WHAT TO WORK ON
Each line from the beginning of the data below through the line containing "let short_ma = sma(&closes, cfg.short_ma_window);" should be repeated exactly, please.

RECORDS
┄┄┄┄┄┄┄┄┄┄

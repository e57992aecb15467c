use analysis_core::{stats, IndicatorConfig, IndicatorSnapshot, PriceSeries, TechnicalVerdict, Vote};
use serde::{Deserialize, Serialize};

use crate::indicators::*;

/// Individual indicator votes on the latest bar
#[derive(Debug, Clone, Copy, PartialEq, Eq, Serialize, Deserialize)]
pub struct IndicatorVotes {
    pub moving_average: Vote,
    pub bollinger: Vote,
    pub macd: Vote,
    pub rsi: Vote,
}

impl IndicatorVotes {
    fn all(&self) -> [Vote; 4] {
        [self.moving_average, self.bollinger, self.macd, self.rsi]
    }

    pub fn buy_count(&self) -> usize {
        self.all().iter().filter(|v| **v == Vote::Buy).count()
    }

    pub fn sell_count(&self) -> usize {
        self.all().iter().filter(|v| **v == Vote::Sell).count()
    }

    /// Strict majority wins; ties, including all abstentions, are Neutral.
    pub fn verdict(&self) -> TechnicalVerdict {
        let (buy, sell) = (self.buy_count(), self.sell_count());
        if buy > sell {
            TechnicalVerdict::Buy
        } else if sell > buy {
            TechnicalVerdict::Sell
        } else {
            TechnicalVerdict::Neutral
        }
    }
}

/// Everything the technical stage contributes to one instrument's result
#[derive(Debug, Clone)]
pub struct TechnicalAnalysis {
    pub snapshot: IndicatorSnapshot,
    /// `None` when the history was too short to vote.
    pub votes: Option<IndicatorVotes>,
    pub verdict: TechnicalVerdict,
    pub pressure: Pressure,
}

pub struct TechnicalAnalysisEngine {
    config: IndicatorConfig,
}

impl TechnicalAnalysisEngine {
    pub fn new(config: IndicatorConfig) -> Self {
        Self { config }
    }

    /// Latest-bar values of every indicator. An empty series yields an empty
    /// snapshot; indicators whose window has not filled are `None`.
    pub fn compute_indicators(&self, series: &PriceSeries) -> IndicatorSnapshot {
        if series.is_empty() {
            return IndicatorSnapshot::default();
        }

        let cfg = &self.config;
        let closes = series.closes();

        let short_ma = sma(&closes, cfg.short_ma_window);
        let long_ma = sma(&closes, cfg.long_ma_window);
        let bb = bollinger_bands(&closes, cfg.bollinger_window, cfg.bollinger_num_std);
        let macd_result = macd(&closes, cfg.macd_fast_span, cfg.macd_slow_span, cfg.macd_signal_span);
        let rsi_values = rsi(&closes, cfg.rsi_window);

        IndicatorSnapshot {
            bar_count: series.len(),
            close: stats::last_finite(&closes),
            short_ma: stats::last_finite(&short_ma),
            long_ma: stats::last_finite(&long_ma),
            bollinger_lower: stats::last_finite(&bb.lower),
            bollinger_middle: stats::last_finite(&bb.middle),
            bollinger_upper: stats::last_finite(&bb.upper),
            macd: stats::last_finite(&macd_result.macd_line),
            macd_signal: stats::last_finite(&macd_result.signal_line),
            macd_histogram: stats::last_finite(&macd_result.histogram),
            rsi: stats::last_finite(&rsi_values),
        }
    }

    /// Collect one vote per indicator. Missing inputs abstain.
    pub fn votes(&self, snapshot: &IndicatorSnapshot) -> IndicatorVotes {
        let moving_average = match (snapshot.short_ma, snapshot.long_ma) {
            (Some(short), Some(long)) if short > long => Vote::Buy,
            (Some(_), Some(_)) => Vote::Sell,
            _ => Vote::Abstain,
        };

        let bollinger = match (snapshot.close, snapshot.bollinger_lower, snapshot.bollinger_upper) {
            (Some(close), Some(lower), _) if close < lower => Vote::Buy,
            (Some(close), _, Some(upper)) if close > upper => Vote::Sell,
            _ => Vote::Abstain,
        };

        let macd = match (snapshot.macd, snapshot.macd_signal) {
            (Some(line), Some(signal)) if line > signal => Vote::Buy,
            (Some(_), Some(_)) => Vote::Sell,
            _ => Vote::Abstain,
        };

        let rsi = match snapshot.rsi {
            Some(value) if value < self.config.rsi_oversold => Vote::Buy,
            Some(value) if value > self.config.rsi_overbought => Vote::Sell,
            _ => Vote::Abstain,
        };

        IndicatorVotes {
            moving_average,
            bollinger,
            macd,
            rsi,
        }
    }

    /// Technical verdict for a snapshot; Neutral without voting when the
    /// history is shorter than the configured minimum.
    pub fn resolve(&self, snapshot: &IndicatorSnapshot) -> (TechnicalVerdict, Option<IndicatorVotes>) {
        if snapshot.bar_count < self.config.min_bars {
            return (TechnicalVerdict::Neutral, None);
        }
        let votes = self.votes(snapshot);
        (votes.verdict(), Some(votes))
    }

    pub fn analyze(&self, series: &PriceSeries) -> TechnicalAnalysis {
        let snapshot = self.compute_indicators(series);
        let (verdict, votes) = self.resolve(&snapshot);
        if votes.is_none() {
            tracing::debug!(
                "Insufficient data for {}: {} bars, need {}",
                series.symbol(),
                series.len(),
                self.config.min_bars
            );
        }

        TechnicalAnalysis {
            snapshot,
            votes,
            verdict,
            pressure: buy_sell_pressure(series.bars()),
        }
    }
}

impl Default for TechnicalAnalysisEngine {
    fn default() -> Self {
        Self::new(IndicatorConfig::default())
    }
}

┄┄┄┄┄┄┄┄┄┄

COMPLETED EXERCISE
repository e57992aecb15467c
use analysis_core::{stats, IndicatorConfig, IndicatorSnapshot, PriceSeries, TechnicalVerdict, Vote};
use serde::{Deserialize, Serialize};

use crate::indicators::*;

/// Individual indicator votes on the latest bar
#[derive(Debug, Clone, Copy, PartialEq, Eq, Serialize, Deserialize)]
pub struct IndicatorVotes {
    pub moving_average: Vote,
    pub bollinger: Vote,
    pub macd: Vote,
    pub rsi: Vote,
}

impl IndicatorVotes {
    fn all(&self) -> [Vote; 4] {
        [self.moving_average, self.bollinger, self.macd, self.rsi]
    }

    pub fn buy_count(&self) -> usize {
        self.all().iter().filter(|v| **v == Vote::Buy).count()
    }

    pub fn sell_count(&self) -> usize {
        self.all().iter().filter(|v| **v == Vote::Sell).count()
    }

    /// Strict majority wins; ties, including all abstentions, are Neutral.
    pub fn verdict(&self) -> TechnicalVerdict {
        let (buy, sell) = (self.buy_count(), self.sell_count());
        if buy > sell {
            TechnicalVerdict::Buy
        } else if sell > buy {
            TechnicalVerdict::Sell
        } else {
            TechnicalVerdict::Neutral
        }
    }
}

/// Everything the technical stage contributes to one instrument's result
#[derive(Debug, Clone)]
pub struct TechnicalAnalysis {
    pub snapshot: IndicatorSnapshot,
    /// `None` when the history was too short to vote.
    pub votes: Option<IndicatorVotes>,
    pub verdict: TechnicalVerdict,
    pub pressure: Pressure,
}

pub struct TechnicalAnalysisEngine {
    config: IndicatorConfig,
}

impl TechnicalAnalysisEngine {
    pub fn new(config: IndicatorConfig) -> Self {
        Self { config }
    }

    /// Latest-bar values of every indicator. An empty series yields an empty
    /// snapshot; indicators whose window has not filled are `None`.
    pub fn compute_indicators(&self, series: &PriceSeries) -> IndicatorSnapshot {
        if series.is_empty() {
            return IndicatorSnapshot::default();
        }

        let cfg = &self.config;
        let closes = series.closes();

        let short_ma = sma(&closes, cfg.short_ma_window);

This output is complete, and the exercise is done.